Si estaba ofendida, Isábelle Ardery lo ocultó a la perfección cuando frenó su Rover y bajó, diez minutos después de su llamada. Aún iba ataviada para ir a comer con su madre: un vestido de gasa color bronce ceñido a la cintura, cinco esclavas de oro en la muñeca, con pendientes a juego.
– Lo siento -dijo en referencia al retraso, con su tono más profesional-. Me llamaron del laboratorio para decir que habían identificado el molde de la pisada. Pensé que preferiría echarle un vistazo también, así que pasé a recogerlo, para terminar acorralada por el capullo número uno del Daily Mirror. ¿Podría yo confirmar el hecho de que Fleming fue encontrado completamente desnudo, con las manos y los pies atados a los postes de la cama? ¿Podría declarar oficialmente que Fleming estaba inconsciente a causa de la borrachera? Si el Mirror sospechaba que Fleming estaba tonteando con dos o tres esposas de patrocinadores del equipo inglés de criquet, ¿era su teoría errónea? Solo necesitamos un sí o un no, nada más, inspectora -. Cerró de golpe la puerta del Rover y caminó hacia el maletero, que abrió con brusquedad-. Sabandijas-masculló, y luego levantó la cabeza del maletero-. Lo siento. Estoy un poco alterada.
– En Londres nos pasa lo mismo -dijo Lynley.
– ¿Cómo se lo montan?
– Solemos decirles lo que puede resultarnos útil.
La inspectora sacó una caja de cartón. Cerró el maletero. Apoyó la caja sobre la cadera. Miró a Lynley y ladeó la cabeza, como interesada, o tal vez intrigada.
– ¿De veras? Nunca les digo nada. Detesto la simbiosis entre prensa y policía.
– Yo también -contestó Lynley-, pero a veces va bien.
La mujer le dedicó una mirada escéptica y se encaminó a la cinta de la policía científica, bajo la cual se agachó. La siguieron por el camino particular. Les guió hacia la parte posterior de la casa, hasta la mesa dispuesta bajo el emparrado. Dejó sobre ella la caja. Lynley vio en el interior un fajo de papeles, una colección de fotografías y dos moldes de yeso. Uno formaba una huella de pie completa, y el otro solo era parcial.
– Me gustaría echar otro vistazo antes al interior de la casa -dijo Lynley, si no le importa, inspectora.
Ella se detuvo con el molde parcial en las manos.
– Ya tiene las fotografías -le recordó-. Y también el informe.
– Como ya le dije por teléfono, poseo nueva información, que me gustaría confirmar.

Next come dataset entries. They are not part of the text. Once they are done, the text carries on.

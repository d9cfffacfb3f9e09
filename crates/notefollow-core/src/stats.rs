//! Rolling follower deltas derived from the record series.

use chrono::{Days, NaiveDate};
use serde::Serialize;

use crate::types::Record;

pub const WEEK_DAYS: u64 = 7;
pub const MONTH_DAYS: u64 = 30;

/// Point-in-time deltas shown on the dashboard.
#[derive(Debug, Clone, Copy, Default, PartialEq, Eq, Serialize)]
pub struct Stats {
    pub current: i64,
    pub daily: i64,
    pub weekly: i64,
    pub monthly: i64,
    pub total: i64,
}

/// Derives the dashboard deltas as seen on `today`.
///
/// Weekly and monthly deltas compare against the nearest record on or before
/// 7 and 30 days ago; when no such record exists they fall back to the daily
/// and weekly figures respectively. An empty series yields all zeros.
/// Differences saturate at the `i64` bounds, since imported counts are not
/// range-checked.
#[must_use]
pub fn compute_stats(series: &[Record], today: NaiveDate) -> Stats {
    let (Some(first), Some(latest)) = (series.first(), series.last()) else {
        return Stats::default();
    };

    let current = latest.followers;
    let daily = if series.len() >= 2 { latest.change } else { 0 };

    let weekly = days_before(today, WEEK_DAYS)
        .and_then(|target| nearest_on_or_before(series, target))
        .map_or(daily, |r| current.saturating_sub(r.followers));

    let monthly = days_before(today, MONTH_DAYS)
        .and_then(|target| nearest_on_or_before(series, target))
        .map_or(weekly, |r| current.saturating_sub(r.followers));

    Stats {
        current,
        daily,
        weekly,
        monthly,
        total: current.saturating_sub(first.followers),
    }
}

/// Finds the record to compare against for `target`.
///
/// An exact date match wins; otherwise the series is scanned from the newest
/// record backward for the first one dated on or before `target`. If every
/// record is newer than `target` the oldest record is returned. Only an empty
/// series yields `None`.
#[must_use]
pub fn nearest_on_or_before(series: &[Record], target: NaiveDate) -> Option<&Record> {
    if let Some(exact) = series.iter().find(|r| r.date == target) {
        return Some(exact);
    }

    series
        .iter()
        .rev()
        .find(|r| r.date <= target)
        .or_else(|| series.first())
}

fn days_before(today: NaiveDate, days: u64) -> Option<NaiveDate> {
    today.checked_sub_days(Days::new(days))
}

#[cfg(test)]
#[path = "stats_test.rs"]
mod tests;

Con su colaboración, por supuesto.
Los ojos de Ardery se movieron de él a Havers. Devolvió el molde a la caja. Estaba claro que se encontraba enzarzada en una escaramuza mental con ella misma, indecisa entre complacer a un compañero o seguir protestando.
– De acuerdo -dijo por fin, y apretó los labios como para reprimir posteriores comentarios.
Quitó el cerrojo que la policía había colocado en la puerta y se apartó para dejarles entrar. Lynley le dio las gracias con un cabeceo. Se encaminó primero al fregadero, abrió el aparador que había debajo y comprobó en compañía de la inspectora Ardery que, tal como suponía, la policía científica de Maidstone se había llevado la basura. Buscaban algo relacionado con el artilugio incendiario, dijo Ardery. Se habían llevado toda la basura. ¿Para qué quería la basura?
Lynley relató la historia de Gabriella Patten acerca de la búsqueda de Fleming en los cubos de basura. Ardery escuchó, con el entrecejo fruncido y la mano sobre la cadera. No, dijo cuando Lynley terminó, no había basura en el suelo. Ni en la cocina. Ni en el lavabo. Ni en la sala de estar. Si Fleming había desparramado la basura en un arrebato de cólera, la había recogido después de calmarse. Y había sido muy escrupuloso, añadió. No había ni rastro en los suelos.